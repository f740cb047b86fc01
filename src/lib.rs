//! # Content Wizard
//!
//! 教育内容平台的两个界面控制器：出题向导与内容探索页
//!
//! ## 架构设计
//!
//! ### ① 基础设施层（Infrastructure）
//! - `infrastructure/` - 路由、提示、会话、播放器、弹窗等界面能力的 trait
//! - `Lifecycle` - 控制器销毁信号，销毁后到达的响应一律丢弃
//!
//! ### ② 客户端与能力层（Clients / Services）
//! - `clients/` - 分类体系、组织、内容搜索服务（`PlatformClient` 走 HTTP）
//! - `services/` - 分页、卡片映射、分面处理、资源名称过滤
//!
//! ### ③ 流程层（Workflow）
//! - `WizardController` - 四阶段出题向导
//! - `ExploreController` - 过滤条件协调、搜索、分页、曝光埋点
//!
//! ### ④ 编排层（Orchestration）
//! - `orchestrator::App` - 命令行入口使用的组装与运行

pub mod clients;
pub mod config;
pub mod error;
pub mod infrastructure;
pub mod models;
pub mod orchestrator;
pub mod services;
pub mod utils;
pub mod workflow;

// 重新导出常用类型
pub use config::Config;
pub use error::{AppError, AppResult};
pub use orchestrator::App;
pub use workflow::{ExploreController, ExploreEvent, WizardController, WizardEvent};
use crate::env::StateVector;
use std::collections::VecDeque;

/// Bounded, order-preserving window of partner-centric states. Pushing into a
/// full window evicts the oldest entry.
#[derive(Debug, Clone, PartialEq)]
pub struct History {
    capacity: usize,
    states: VecDeque<StateVector>,
}

impl History {
    pub fn new(capacity: usize) -> Self {
        let capacity = capacity.max(1);
        Self {
            capacity,
            states: VecDeque::with_capacity(capacity),
        }
    }

    pub fn push(&mut self, state: StateVector) {
        if self.states.len() == self.capacity {
            self.states.pop_front();
        }
        self.states.push_back(state);
    }

    pub fn clear(&mut self) {
        self.states.clear();
    }

    pub fn capacity(&self) -> usize {
        self.capacity
    }

    pub fn len(&self) -> usize {
        self.states.len()
    }

    pub fn is_empty(&self) -> bool {
        self.states.is_empty()
    }

    pub fn is_full(&self) -> bool {
        self.states.len() == self.capacity
    }

    /// Oldest first.
    pub fn to_vec(&self) -> Vec<StateVector> {
        self.states.iter().copied().collect()
    }
}

#[cfg(test)]
mod tests {
    use super::*;

    fn state(tag: f32) -> StateVector {
        [tag, 0.0, 0.0, 0.0, 0.0, 0.0]
    }

    #[test]
    fn evicts_oldest_when_full() {
        let mut history = History::new(3);
        for tag in 0..5 {
            history.push(state(tag as f32));
        }
        assert!(history.is_full());
        let tags: Vec<f32> = history.to_vec().iter().map(|s| s[0]).collect();
        assert_eq!(tags, vec![2.0, 3.0, 4.0]);
    }

    #[test]
    fn clear_empties_but_keeps_capacity() {
        let mut history = History::new(2);
        history.push(state(1.0));
        history.clear();
        assert!(history.is_empty());
        assert_eq!(history.capacity(), 2);
    }
}
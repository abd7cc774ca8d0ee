//! Online inference of partner trust traits.
//!
//! A [`BeliefTracker`] keeps a bounded window of partner-centric states. When
//! the partner drops an item and the window is full, a frozen
//! [`TraitEstimator`] turns the window into Beta parameters, which are folded
//! into a decayed posterior per trait.

pub mod estimator;
pub mod history;
pub mod posterior;
pub mod tracker;
pub mod traits;
pub mod trigger;

pub use estimator::{
    ConstantEstimator, EstimatorManifest, EstimatorShape, PARAM_FLOOR, TraitEstimator,
    TraitWindows, TransformerEstimator,
};
pub use history::History;
pub use posterior::{BetaMoments, ConfidenceMode, Posterior, TrackerConfig};
pub use tracker::{BeliefState, BeliefTracker, PartnerStep};
pub use traits::{BetaParams, Trait, TraitParams};
pub use trigger::KeyEventPredicate;
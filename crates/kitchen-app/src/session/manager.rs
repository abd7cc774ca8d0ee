use super::{Session, SessionError};
use crate::config::Catalog;
use crate::model_cache::ModelCache;
use parking_lot::RwLock;
use std::collections::HashMap;
use std::sync::Arc;
use std::time::{Duration, Instant};
use uuid::Uuid;

/// Table of live sessions keyed by id.
///
/// The table lock only guards lookup, insert and delete. Work on a session
/// happens under that session's own lock, so sessions never block each other.
pub struct SessionManager {
    catalog: Arc<Catalog>,
    cache: Arc<ModelCache>,
    ttl: Duration,
    sessions: RwLock<HashMap<String, Arc<Session>>>,
}

impl SessionManager {
    /// Uses the process-wide model cache.
    pub fn new(catalog: Catalog) -> Self {
        Self::with_cache(catalog, ModelCache::global())
    }

    pub fn with_cache(catalog: Catalog, cache: Arc<ModelCache>) -> Self {
        let ttl = Duration::from_secs(catalog.session_ttl_secs);
        Self {
            catalog: Arc::new(catalog),
            cache,
            ttl,
            sessions: RwLock::new(HashMap::new()),
        }
    }

    pub fn catalog(&self) -> &Catalog {
        &self.catalog
    }

    pub fn cache(&self) -> &Arc<ModelCache> {
        &self.cache
    }

    pub fn ttl(&self) -> Duration {
        self.ttl
    }

    /// Registers a session under a fresh random id. It has no configuration
    /// until its first reset.
    pub fn new_session(&self) -> Arc<Session> {
        let id = Uuid::new_v4().simple().to_string();
        self.insert(id)
    }

    pub fn get(&self, id: &str) -> Result<Arc<Session>, SessionError> {
        let session = self
            .sessions
            .read()
            .get(id)
            .cloned()
            .ok_or_else(|| SessionError::NotFound(id.to_string()))?;
        session.touch();
        Ok(session)
    }

    /// Returns the session for `id`, creating it under that id if missing.
    /// Without an id a new session is created.
    pub fn ensure(&self, id: Option<&str>) -> Arc<Session> {
        let Some(id) = id.filter(|id| !id.is_empty()) else {
            return self.new_session();
        };
        if let Ok(session) = self.get(id) {
            return session;
        }
        let mut sessions = self.sessions.write();
        let session = sessions
            .entry(id.to_string())
            .or_insert_with(|| {
                tracing::info!(session = id, "session created");
                Arc::new(self.session(id.to_string()))
            })
            .clone();
        session.touch();
        session
    }

    /// Drops the session and releases its env. Returns whether it existed.
    pub fn remove(&self, id: &str) -> bool {
        let removed = self.sessions.write().remove(id);
        match removed {
            Some(session) => {
                session.close();
                tracing::info!(session = id, "session removed");
                true
            }
            None => false,
        }
    }

    /// Evicts sessions idle for longer than the TTL.
    pub fn cleanup(&self) -> usize {
        self.cleanup_at(Instant::now())
    }

    pub fn cleanup_at(&self, now: Instant) -> usize {
        let expired: Vec<Arc<Session>> = {
            let mut sessions = self.sessions.write();
            let ids: Vec<String> = sessions
                .iter()
                .filter(|(_, session)| session.is_expired(now, self.ttl))
                .map(|(id, _)| id.clone())
                .collect();
            ids.iter().filter_map(|id| sessions.remove(id)).collect()
        };
        for session in &expired {
            session.close();
            tracing::info!(session = session.id(), "session evicted after idle timeout");
        }
        expired.len()
    }

    pub fn len(&self) -> usize {
        self.sessions.read().len()
    }

    pub fn is_empty(&self) -> bool {
        self.sessions.read().is_empty()
    }

    pub fn ids(&self) -> Vec<String> {
        self.sessions.read().keys().cloned().collect()
    }

    fn insert(&self, id: String) -> Arc<Session> {
        let session = Arc::new(self.session(id.clone()));
        self.sessions.write().insert(id.clone(), Arc::clone(&session));
        tracing::info!(session = %id, "session created");
        session
    }

    fn session(&self, id: String) -> Session {
        Session::new(id, Arc::clone(&self.catalog), Arc::clone(&self.cache))
    }
}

★ ★ ★

Print the material above verbatim, first line through the line containing "let capacity = capacity.max(1);", both included.

** WRITTEN RESPONSE **
repository f740cb047b86fc01
filename src/lib.rs
//! # Content Wizard
//!
//! 教育内容平台的两个界面控制器：出题向导与内容探索页
//!
//! ## 架构设计
//!
//! ### ① 基础设施层（Infrastructure）
//! - `infrastructure/` - 路由、提示、会话、播放器、弹窗等界面能力的 trait
//! - `Lifecycle` - 控制器销毁信号，销毁后到达的响应一律丢弃
//!
//! ### ② 客户端与能力层（Clients / Services）
//! - `clients/` - 分类体系、组织、内容搜索服务（`PlatformClient` 走 HTTP）
//! - `services/` - 分页、卡片映射、分面处理、资源名称过滤
//!
//! ### ③ 流程层（Workflow）
//! - `WizardController` - 四阶段出题向导
//! - `ExploreController` - 过滤条件协调、搜索、分页、曝光埋点
//!
//! ### ④ 编排层（Orchestration）
//! - `orchestrator::App` - 命令行入口使用的组装与运行

pub mod clients;
pub mod config;
pub mod error;
pub mod infrastructure;
pub mod models;
pub mod orchestrator;
pub mod services;
pub mod utils;
pub mod workflow;

// 重新导出常用类型
pub use config::Config;
pub use error::{AppError, AppResult};
pub use orchestrator::App;
pub use workflow::{ExploreController, ExploreEvent, WizardController, WizardEvent};
use crate::env::StateVector;
use std::collections::VecDeque;

/// Bounded, order-preserving window of partner-centric states. Pushing into a
/// full window evicts the oldest entry.
#[derive(Debug, Clone, PartialEq)]
pub struct History {
    capacity: usize,
    states: VecDeque<StateVector>,
}

impl History {
    pub fn new(capacity: usize) -> Self {
        let capacity = capacity.max(1);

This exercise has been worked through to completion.